Vladimir Safonov
Astrakhan State University, Russia
Title: Correction of the Microelementhoses in Cattle
Biography
Biography: Vladimir Safonov
Abstract
High productivity of animals of different breeds capable of high coefficient to transform the nutrients in feed into protein, fat and other organic substances in the organism with low feed cost per unit of output, due to intensive course of metabolic processes in their organs and tissues, and the intense functional activity of all organs and systems. The decrease in total non-specific resistance and immunobiological reactivity as a result of metabolic disorders severely limit the adaptive properties of the organism to resist a biological (microbes, viruses, etc.) and abiotic (xenobiotics) factors, which in recent years intensively accumulate and concentrate in the external environment.
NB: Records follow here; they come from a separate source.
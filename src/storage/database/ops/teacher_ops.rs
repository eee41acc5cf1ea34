use crate::storage::database::entities::{self, teacher, user};
use crate::storage::database::{is_unique_violation, now, Database};
use crate::utils::error::{ApiError, Result};
use sea_orm::*;
use uuid::Uuid;

impl Database {
    /// List teachers with their linked user accounts
    pub async fn list_teachers(&self) -> Result<Vec<(teacher::Model, Option<user::Model>)>> {
        let teachers = entities::Teacher::find()
            .find_also_related(entities::User)
            .order_by_asc(teacher::Column::Nom)
            .all(&self.db)
            .await?;
        Ok(teachers)
    }

    pub async fn find_teacher(&self, teacher_id: Uuid) -> Result<Option<teacher::Model>> {
        Ok(entities::Teacher::find_by_id(teacher_id)
            .one(&self.db)
            .await?)
    }

    pub async fn find_teacher_with_user(
        &self,
        teacher_id: Uuid,
    ) -> Result<Option<(teacher::Model, Option<user::Model>)>> {
        let found = entities::Teacher::find_by_id(teacher_id)
            .find_also_related(entities::User)
            .one(&self.db)
            .await?;
        Ok(found)
    }

    pub async fn find_teacher_by_user_id(&self, user_id: Uuid) -> Result<Option<teacher::Model>> {
        let found = entities::Teacher::find()
            .filter(teacher::Column::UserId.eq(user_id))
            .one(&self.db)
            .await?;
        Ok(found)
    }

    pub async fn create_teacher(
        &self,
        nom: String,
        prenom: Option<String>,
        grade: Option<String>,
        specialite: Option<String>,
        user_id: Option<Uuid>,
    ) -> Result<teacher::Model> {
        let model = teacher::ActiveModel {
            id: Set(Uuid::new_v4()),
            nom: Set(nom),
            prenom: Set(prenom),
            grade: Set(grade),
            specialite: Set(specialite),
            user_id: Set(user_id),
            photo_url: Set(None),
            created_at: Set(now()),
            updated_at: Set(now()),
        };

        model.insert(&self.db).await.map_err(|e| {
            if is_unique_violation(&e) {
                ApiError::conflict("This user is already linked to another teacher")
            } else {
                ApiError::Database(e)
            }
        })
    }

    pub async fn update_teacher(
        &self,
        teacher_id: Uuid,
        nom: Option<String>,
        prenom: Option<Option<String>>,
        grade: Option<Option<String>>,
        specialite: Option<Option<String>>,
        user_id: Option<Option<Uuid>>,
    ) -> Result<teacher::Model> {
        let existing = self
            .find_teacher(teacher_id)
            .await?
            .ok_or_else(|| ApiError::not_found("Teacher not found"))?;

        let mut model: teacher::ActiveModel = existing.into();
        if let Some(nom) = nom {
            model.nom = Set(nom);
        }
        if let Some(prenom) = prenom {
            model.prenom = Set(prenom);
        }
        if let Some(grade) = grade {
            model.grade = Set(grade);
        }
        if let Some(specialite) = specialite {
            model.specialite = Set(specialite);
        }
        if let Some(user_id) = user_id {
            model.user_id = Set(user_id);
        }
        model.updated_at = Set(now());

        model.update(&self.db).await.map_err(|e| {
            if is_unique_violation(&e) {
                ApiError::conflict("This user is already linked to another teacher")
            } else {
                ApiError::Database(e)
            }
        })
    }

    pub async fn delete_teacher(&self, teacher_id: Uuid) -> Result<()> {
        let existing = self
            .find_teacher(teacher_id)
            .await?
            .ok_or_else(|| ApiError::not_found("Teacher not found"))?;
        entities::Teacher::delete_by_id(existing.id)
            .exec(&self.db)
            .await?;
        Ok(())
    }

    /// Link a teacher profile to a user account; the unique index on
    /// `teachers.user_id` is the final arbiter for races
    pub async fn link_teacher_to_user(
        &self,
        teacher_id: Uuid,
        user_id: Uuid,
    ) -> Result<teacher::Model> {
        let teacher = self
            .find_teacher(teacher_id)
            .await?
            .ok_or_else(|| ApiError::not_found("Teacher not found"))?;

        if let Some(existing) = self.find_teacher_by_user_id(user_id).await? {
            if existing.id != teacher.id {
                return Err(ApiError::conflict(
                    "This user is already linked to another teacher",
                ));
            }
        }

        let mut model: teacher::ActiveModel = teacher.into();
        model.user_id = Set(Some(user_id));
        model.updated_at = Set(now());
        model.update(&self.db).await.map_err(|e| {
            if is_unique_violation(&e) {
                ApiError::conflict("This user is already linked to another teacher")
            } else {
                ApiError::Database(e)
            }
        })
    }

    pub async fn set_teacher_photo(&self, teacher_id: Uuid, photo_url: &str) -> Result<teacher::Model> {
        let existing = self
            .find_teacher(teacher_id)
            .await?
            .ok_or_else(|| ApiError::not_found("Teacher not found"))?;

        let mut model: teacher::ActiveModel = existing.into();
        model.photo_url = Set(Some(photo_url.to_string()));
        model.updated_at = Set(now());
        Ok(model.update(&self.db).await?)
    }
}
For this reason, the animals rom farms increased the incidence of not only infectious but also non-communicable diseases in the result of layering various toxicoses caused by fungi, salts of heavy metals, pesticides and other substances. Therefore, in a multilevel system of regulation of reproductive function in animals and the mechanisms of the development of obstetrical and gynecological pathologies, along with the endocrine system, play an important role in the processes of free radical oxidation and the functional status of the antioxidant defense system and nitric oxide, which is largely dependent on the trace element status of animals. The deficiency of iodine and selenium is one of the reasons for the imbalance in the antioxidant protection system and metabolism, both in terms of hyposelenium biogeochemical provinces, and in the context of a normal geochemical environment, in connection with the increased requirements of the organism due to elevated metabolism. As a consequence, this leads to a predisposition to multiple diseases, infertility and thyroid dysfunction. An important role in antioxidant regulation of animals are not only compounds of iodine and selenium and other trace elements (iron, copper, manganese, cobalt, zinc, molybdenum etc).